Saturday, August 14, 2010

Responsibilititis

Does anyone else suffer from what Levi and I refer to as responsibilititis? That is, the feeling that you must be "responsible" by doing necessary things (e.g. laundry, dishes, etc.) before even thinking about having fun or taking a moment for yourself.

Lately, things have been so busy with the move and work that responsibilititis has me overwhelmed. Every night that Levi works, I cook him dinner and get him out the door, do the dishes, put on a load of laundry, water the plants, attempt unpacking boxes if there's time and squeeze in some Bible reading before I fall into bed (still at a somewhat decent hour so I can get up and do it all again tomorrow).

After a week of a bad case of responsibilititis, I decided I needed to have fun tonight. I was disappointed Levi had to work, but I planned to get a good magazine (while I was at the store getting corn for tomorrow's fellowship lunch at church - responsibilititis strikes again!) and devour it in a bubble bath.
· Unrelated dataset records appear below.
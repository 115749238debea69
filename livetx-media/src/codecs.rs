//! Codec interfaces and registry
//!
//! The decode stage talks to codecs through two traits: a
//! [`BitstreamParser`] that cuts raw packet bytes into complete access
//! units, and a [`CodecSession`] that turns access units into frames.
//! Both are created per track by a [`CodecFactory`] looked up in the
//! [`CodecRegistry`].

use bytes::Bytes;
use livetx_core::{CodecId, Frame, TrackDescriptor, TranscodeError, TranscodeResult};
use std::collections::HashMap;
use std::fmt;
use std::sync::Arc;
use thiserror::Error;
use tracing::debug;

/// One complete coded unit produced by a parser
#[derive(Debug, Clone, PartialEq, Eq)]
pub struct AccessUnit {
    /// Coded payload
    pub data: Bytes,
    /// Presentation timestamp assigned by the parser
    pub pts: Option<i64>,
    /// Decode timestamp assigned by the parser
    pub dts: Option<i64>,
    /// Distance to the previous stamped unit, 0 when unknown
    pub duration: i64,
    /// Random access point
    pub key_frame: bool,
}

/// Output of one parser call
#[derive(Debug, Default)]
pub struct Parsed {
    /// Bytes of the input consumed
    pub consumed: usize,
    /// Complete access units, in stream order
    pub units: Vec<AccessUnit>,
}

/// Parser failures
///
/// Both variants make the decode stage discard the rest of the current
/// packet.
#[derive(Error, Debug, Clone, PartialEq, Eq)]
pub enum ParseError {
    /// Parser consumed nothing from a non-empty buffer
    #[error("parser made no progress on {remaining} bytes")]
    Stalled {
        /// Bytes left in the buffer
        remaining: usize,
    },
    /// Bitstream is corrupt
    #[error("corrupt bitstream: {reason}")]
    Corrupt {
        /// What was wrong
        reason: String,
    },
}

/// Codec session failures
#[derive(Error, Debug, Clone, PartialEq, Eq)]
pub enum SessionError {
    /// Session is busy, retry the same call later
    #[error("codec session busy, try again")]
    TryAgain,
    /// Session rejected the call
    #[error("codec session failed: {reason}")]
    Failed {
        /// Failure reason
        reason: String,
    },
}

/// Codec information reported once the format is known
#[derive(Debug, Clone, Default, PartialEq, Eq)]
pub struct CodecInfo {
    /// Codec name
    pub name: String,
    /// Sample rate (for audio)
    pub sample_rate: Option<u32>,
    /// Channels (for audio)
    pub channels: Option<u16>,
    /// Picture size (for video)
    pub resolution: Option<(u32, u32)>,
}

impl fmt::Display for CodecInfo {
    fn fmt(&self, f: &mut fmt::Formatter<'_>) -> fmt::Result {
        write!(f, "{}", self.name)?;
        if let Some(rate) = self.sample_rate {
            write!(f, " {}Hz", rate)?;
        }
        if let Some(channels) = self.channels {
            write!(f, " {}ch", channels)?;
        }
        if let Some((w, h)) = self.resolution {
            write!(f, " {}x{}", w, h)?;
        }
        Ok(())
    }
}

/// Stateful bitstream parser
pub trait BitstreamParser: Send {
    /// Parse `data`, the unconsumed bytes of the current packet
    ///
    /// `pts`/`dts` are the packet timestamps and are only passed on the
    /// first call for a packet; later calls on the same packet pass `None`.
    fn parse(&mut self, data: &[u8], pts: Option<i64>, dts: Option<i64>) -> Result<Parsed, ParseError>;

    /// Parser name for logs
    fn name(&self) -> &str;
}

/// Decoding session bound to one track
pub trait CodecSession: Send {
    /// Submit one access unit
    fn send(&mut self, unit: &AccessUnit) -> Result<(), SessionError>;

    /// Poll one decoded frame without blocking
    fn receive(&mut self) -> Result<Option<Frame>, SessionError>;

    /// Get codec information
    fn codec_info(&self) -> CodecInfo;
}

/// Creates sessions and parsers for one codec
pub trait CodecFactory: Send + Sync + fmt::Debug {
    /// Codec handled by this factory
    fn codec_id(&self) -> CodecId;

    /// Open a decoding session for `track`
    fn create_session(&self, track: &TrackDescriptor) -> TranscodeResult<Box<dyn CodecSession>>;

    /// Create the bitstream parser for `track`
    fn create_parser(&self, track: &TrackDescriptor) -> TranscodeResult<Box<dyn BitstreamParser>>;
}

/// Codec registry for managing available codec factories
#[derive(Debug, Clone)]
pub struct CodecRegistry {
    factories: HashMap<CodecId, Arc<dyn CodecFactory>>,
}

impl CodecRegistry {
    /// Create an empty registry
    pub fn new() -> Self {
        Self {
            factories: HashMap::new(),
        }
    }

    /// Create a registry with the built-in codecs
    pub fn with_defaults() -> Self {
        #[allow(unused_mut)]
        let mut registry = Self::new();

        #[cfg(feature = "pcm")]
        registry.register(Arc::new(crate::pcm::PcmCodec::default()));

        registry
    }

    /// Register a factory, replacing any previous one for the same codec
    pub fn register(&mut self, factory: Arc<dyn CodecFactory>) {
        let codec = factory.codec_id();
        if self.factories.insert(codec, factory).is_some() {
            debug!("Replaced codec factory for {}", codec);
        }
    }

    /// Get the factory for a codec
    pub fn get(&self, codec: CodecId) -> Option<Arc<dyn CodecFactory>> {
        self.factories.get(&codec).cloned()
    }

    /// List registered codecs
    pub fn list(&self) -> Vec<CodecId> {
        let mut codecs: Vec<_> = self.factories.keys().copied().collect();
        codecs.sort_by_key(|codec| codec.name());
        codecs
    }

    /// Open a session and a parser for `track`
    pub fn open(
        &self,
        track: &TrackDescriptor,
    ) -> TranscodeResult<(Box<dyn CodecSession>, Box<dyn BitstreamParser>)> {
        let factory = self.get(track.codec_id).ok_or(TranscodeError::CodecNotFound {
            codec: track.codec_id,
        })?;

        let session = factory.create_session(track)?;
        let parser = factory.create_parser(track)?;
        Ok((session, parser))
    }
}

impl Default for CodecRegistry {
    fn default() -> Self {
        Self::with_defaults()
    }
}
//! # livetx - Real-Time Decode and Adaptive Filter Stage
//!
//! livetx sits between a demuxer and an encoder in a live transcoding
//! pipeline. Each track gets a decode stage that turns compressed packets
//! into frames on its own worker thread, and a filter stage that converts
//! those frames into the output track's format through a replaceable
//! transform engine.
//!
//! ## Key Features
//!
//! - **Threaded decoding**: one worker per track fed by a cancellable bounded queue
//! - **Timestamp recovery**: frames get a monotonic pts even when the codec withholds it
//! - **Adaptive filtering**: the engine is rebuilt on resolution changes, timestamp jumps and engine errors
//! - **Pluggable codecs and engines**: bring your own codec factories and transform engines
//!
//! ## Quick Start
//!
//! ```rust,no_run
//! use livetx::{
//!     ChannelLayout, CodecId, CodecRegistry, Packet, PipelineConfig, SampleFormat,
//!     TrackDescriptor, TrackPipeline,
//! };
//! use std::sync::Arc;
//!
//! #[tokio::main]
//! async fn main() -> Result<(), Box<dyn std::error::Error>> {
//!     let config = PipelineConfig::default();
//!     livetx::logging::init(&config.logging)?;
//!
//!     let input = TrackDescriptor::audio(1, CodecId::Pcm, 48000, ChannelLayout::Stereo)
//!         .with_sample_format(SampleFormat::S16)
//!         .into_shared();
//!     let output = TrackDescriptor::audio(2, CodecId::Pcm, 44100, ChannelLayout::Stereo)
//!         .into_shared();
//!
//!     let pipeline = TrackPipeline::start(
//!         input,
//!         output,
//!         &CodecRegistry::with_defaults(),
//!         &config,
//!         Arc::new(|track, event, frame| {
//!             println!("track {} {:?}: {} samples", track, event, frame.samples());
//!         }),
//!     )?;
//!
//!     pipeline.push(Packet::new(1, vec![0u8; 4096]).with_timestamp(0))?;
//!     pipeline.shutdown().await?;
//!     Ok(())
//! }
//! ```

#![deny(missing_docs)]
#![warn(clippy::all)]

// Re-export core types for easy access
pub use livetx_core::{
    AudioGeometry, BoundedQueue, ChannelLayout, CodecId, CodecModule, Dequeued, ErrorCategory,
    Frame, FrameEvent, FrameGeometry, MediaType, Packet, PacketQueue, PixelFormat, QueueError,
    SampleFormat, SharedTrack, Timebase, TrackDescriptor, TranscodeError, TranscodeResult,
    VideoGeometry,
};

pub use livetx_media::{
    AccessUnit, BitstreamParser, BuiltinEngineFactory, CodecFactory, CodecInfo, CodecRegistry,
    CodecSession, Decoder, DecoderConfig, DecoderStats, EngineFactory, EngineKind, EngineState,
    FilterConfig, FilterStage, OutputHandler, ParseError, Parsed, SessionError, TransformEngine,
};

#[cfg(feature = "pcm")]
pub use livetx_media::{PcmCodec, PcmParser};

#[cfg(feature = "adts")]
pub use livetx_media::AdtsParser;

// Public API modules
pub mod config;
pub mod logging;
pub mod pipeline;

// Re-export main API types
pub use config::{LoggingConfig, PipelineConfig};
pub use pipeline::{FrameSink, TrackPipeline};
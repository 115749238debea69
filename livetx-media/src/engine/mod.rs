//! Transform engines
//!
//! A transform engine adapts decoded frames to the geometry an encoder
//! expects: audio goes through a resampler, video through a rescaler. The
//! filter stage only sees the [`TransformEngine`] trait and builds engines
//! through an [`EngineFactory`].

pub mod resampler;
pub mod rescaler;
mod worker;

pub use resampler::Resampler;
pub use rescaler::Rescaler;

use livetx_core::{Frame, MediaType, Timebase, TrackDescriptor, TranscodeError, TranscodeResult};
use std::fmt;
use std::sync::Arc;
use std::time::Duration;

use crate::filter::FilterConfig;
use worker::{EngineWorker, FrameProcessor};

/// Receives transformed frames
pub type OutputHandler = Arc<dyn Fn(Frame) + Send + Sync>;

/// Health reported by an engine
#[derive(Debug, Clone, Copy, PartialEq, Eq, Default)]
pub enum EngineState {
    /// Processing normally
    #[default]
    Normal,
    /// Engine hit an error and its output can no longer be trusted
    Error,
}

/// Kind of engine needed for a media type
#[derive(Debug, Clone, Copy, PartialEq, Eq, Hash)]
pub enum EngineKind {
    /// Audio sample rate, channel and sample format conversion
    Resampler,
    /// Video size and pixel format conversion
    Rescaler,
}

impl EngineKind {
    /// Select the engine for `media_type`
    pub fn for_media_type(media_type: MediaType) -> TranscodeResult<Self> {
        match media_type {
            MediaType::Audio => Ok(EngineKind::Resampler),
            MediaType::Video => Ok(EngineKind::Rescaler),
            other => Err(TranscodeError::UnsupportedMediaType { media_type: other }),
        }
    }

    /// Engine kind name
    pub fn as_str(&self) -> &'static str {
        match self {
            EngineKind::Resampler => "resampler",
            EngineKind::Rescaler => "rescaler",
        }
    }
}

impl fmt::Display for EngineKind {
    fn fmt(&self, f: &mut fmt::Formatter<'_>) -> fmt::Result {
        f.write_str(self.as_str())
    }
}

/// Running resample or rescale capability
///
/// All methods take `&self`: the filter stage calls them concurrently under
/// a shared lock.
pub trait TransformEngine: Send + Sync {
    /// Start processing; `false` if the engine cannot run
    fn start(&self) -> bool;

    /// Stop processing; `false` if the engine did not acknowledge in time
    fn stop(&self) -> bool;

    /// Submit a frame; `false` if it was not accepted
    fn send_buffer(&self, frame: Frame) -> bool;

    /// Emit all buffered output
    fn flush(&self);

    /// Input picture width the engine was configured for
    fn input_width(&self) -> u32;

    /// Input picture height the engine was configured for
    fn input_height(&self) -> u32;

    /// Input and output are the same track
    fn is_single_track(&self) -> bool;

    /// Current health
    fn state(&self) -> EngineState;

    /// Timebase of incoming frames
    fn input_timebase(&self) -> Timebase;

    /// Timebase of emitted frames
    fn output_timebase(&self) -> Timebase;

    /// Engine name for logs
    fn name(&self) -> &str;
}

/// Builds engines for the filter stage
pub trait EngineFactory: Send + Sync {
    /// Configure an engine converting `input` into `output`
    fn create(
        &self,
        kind: EngineKind,
        input: &TrackDescriptor,
        output: &TrackDescriptor,
        single_track: bool,
        on_output: OutputHandler,
    ) -> TranscodeResult<Box<dyn TransformEngine>>;
}

/// Factory for the built-in resampler and rescaler
#[derive(Debug, Clone)]
pub struct BuiltinEngineFactory {
    /// Frames an engine buffers before `send_buffer` blocks
    pub queue_capacity: usize,
    /// Upper bound on engine stop and flush
    pub stop_timeout: Duration,
}

impl Default for BuiltinEngineFactory {
    fn default() -> Self {
        Self::from_config(&FilterConfig::default())
    }
}

impl BuiltinEngineFactory {
    /// Create a factory using the filter settings
    pub fn from_config(config: &FilterConfig) -> Self {
        Self {
            queue_capacity: config.engine_queue_capacity,
            stop_timeout: config.stop_timeout(),
        }
    }
}

impl EngineFactory for BuiltinEngineFactory {
    fn create(
        &self,
        kind: EngineKind,
        input: &TrackDescriptor,
        output: &TrackDescriptor,
        single_track: bool,
        on_output: OutputHandler,
    ) -> TranscodeResult<Box<dyn TransformEngine>> {
        let processor: Box<dyn FrameProcessor> = match kind {
            EngineKind::Resampler => Box::new(Resampler::new(input, output)?),
            EngineKind::Rescaler => Box::new(Rescaler::new(input, output)?),
        };

        let name = format!("{}-{}-{}", kind, input.id, output.id);
        Ok(Box::new(BuiltinEngine {
            worker: EngineWorker::new(
                name,
                processor,
                on_output,
                self.queue_capacity,
                self.stop_timeout,
            ),
            input_width: input.width,
            input_height: input.height,
            input_timebase: input.timebase,
            output_timebase: output.timebase,
            single_track,
        }))
    }
}

/// Engine backed by a worker thread running a frame processor
struct BuiltinEngine {
    worker: EngineWorker,
    input_width: u32,
    input_height: u32,
    input_timebase: Timebase,
    output_timebase: Timebase,
    single_track: bool,
}

impl TransformEngine for BuiltinEngine {
    fn start(&self) -> bool {
        self.worker.start()
    }

    fn stop(&self) -> bool {
        self.worker.stop()
    }

    fn send_buffer(&self, frame: Frame) -> bool {
        self.worker.send(frame)
    }

    fn flush(&self) {
        self.worker.flush();
    }

    fn input_width(&self) -> u32 {
        self.input_width
    }

    fn input_height(&self) -> u32 {
        self.input_height
    }

    fn is_single_track(&self) -> bool {
        self.single_track
    }

    fn state(&self) -> EngineState {
        self.worker.state()
    }

    fn input_timebase(&self) -> Timebase {
        self.input_timebase
    }

    fn output_timebase(&self) -> Timebase {
        self.output_timebase
    }

    fn name(&self) -> &str {
        self.worker.name()
    }
}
Well, I got the magazine but then proceeded to sit on the couch with it while I stared at the laundry that needed folding and thought about the dishes yet to be done in the kitchen. I had to fight responsibilititis because I've been realizing lately that life is too short to never let yourself rest, rejuvenate, be creative and have fun!

I have to admit, though, that while trying to fight off the feeling of guilt I had about not doing "chores," I began to feel completely overwhelmed to the point that I cried. Can you believe it? Who CRIES about not doing chores??? What's wrong with me?! I should mention that, due to the busyness of the last few weeks, it seems that my evenings spent doing chores only accomplish the tasks necessary to keep our household going, so I never get to things like unpacking or decorating (things I desperately want to do). This has left me feeling even more busy and even more behind, so I feel extra-guilty for taking time for myself.

To make matters worse, I especially feel like I have to get chores done while Levi's gone to work. I know he doesn't expect me to run myself ragged, but I feel like there is a (Emily-made) expectation for me to not just sit around doing whatever I feel like all evening. And, while Levi's great about helping, he just simply doesn't have time to help on the days he works between long shifts and sleep time. That leaves me to do the chores that need doing most nights of the week.

How can I get past this? Does anyone deal with a similar struggle to balance work and play? I don't have a problem allowing myself to play, it's just that I have a hard time not feeling guilty while I'm playing if there's a long list of to-dos. I still want/need to be responsible and get things done, but I need to take time for myself, too! Thoughts?

5 comments:

  1. I deal with the same struggle. Justin doesn't, and it drives him crazy that I have such a hard time not doing things around the house.

    I haven't gotten past it, but I have gotten better. I just block it out. It's taken me a while to learn how to do this, but it does work. There is only so much I can on an average day/evening, and I refuse to run myself ragged all of the time. My body and mind just can't take it.

    ReplyDelete
  2. How about planning a simple meal a few nights a week that can cut down on your cooking & clean-up time. That way you can still eat together, but you don't have a ton of dishes/pots to clean up once Levi heads to work and you can take a little time to do something relaxing. Sandwiches or even take-out still get the job done and may help save your sanity, especially after working all day.

    I hate to tell you, but there is ALWAYS something that needs to be done (and can wait), but the world won't come to an end if a chore waits one extra day. Trust me, it will only get crazier when you add a pet or small person to the mix and you'll think, what did I used to do with all of that extra time?!

    ReplyDelete
  3. I struggle with the same thing, Emily! I run myself into the ground all the time. All that said, I'm not sure how to help you, but maybe we can work on this together!

    ReplyDelete
  4. I agree with Lindsay. I believe that you are trying to be too "perfect"!
    There is ALWAYS some chore to do, but part of your "responsibility" is to take care of yourself so you are a better wife, employee, daughter, aunt , etc. I also did not hear about any kind of date time for you and Levi even if it is just going for ice cream. Time for yourself just increases your energy to handle the other "responsibilities". Your body is talking to you if you have reached the crying stage. You need some R&R!!!!!! End of speech from THE MOM!

    ReplyDelete
  5. Hmmmm....I wonder if THE MOM is following her own advice!?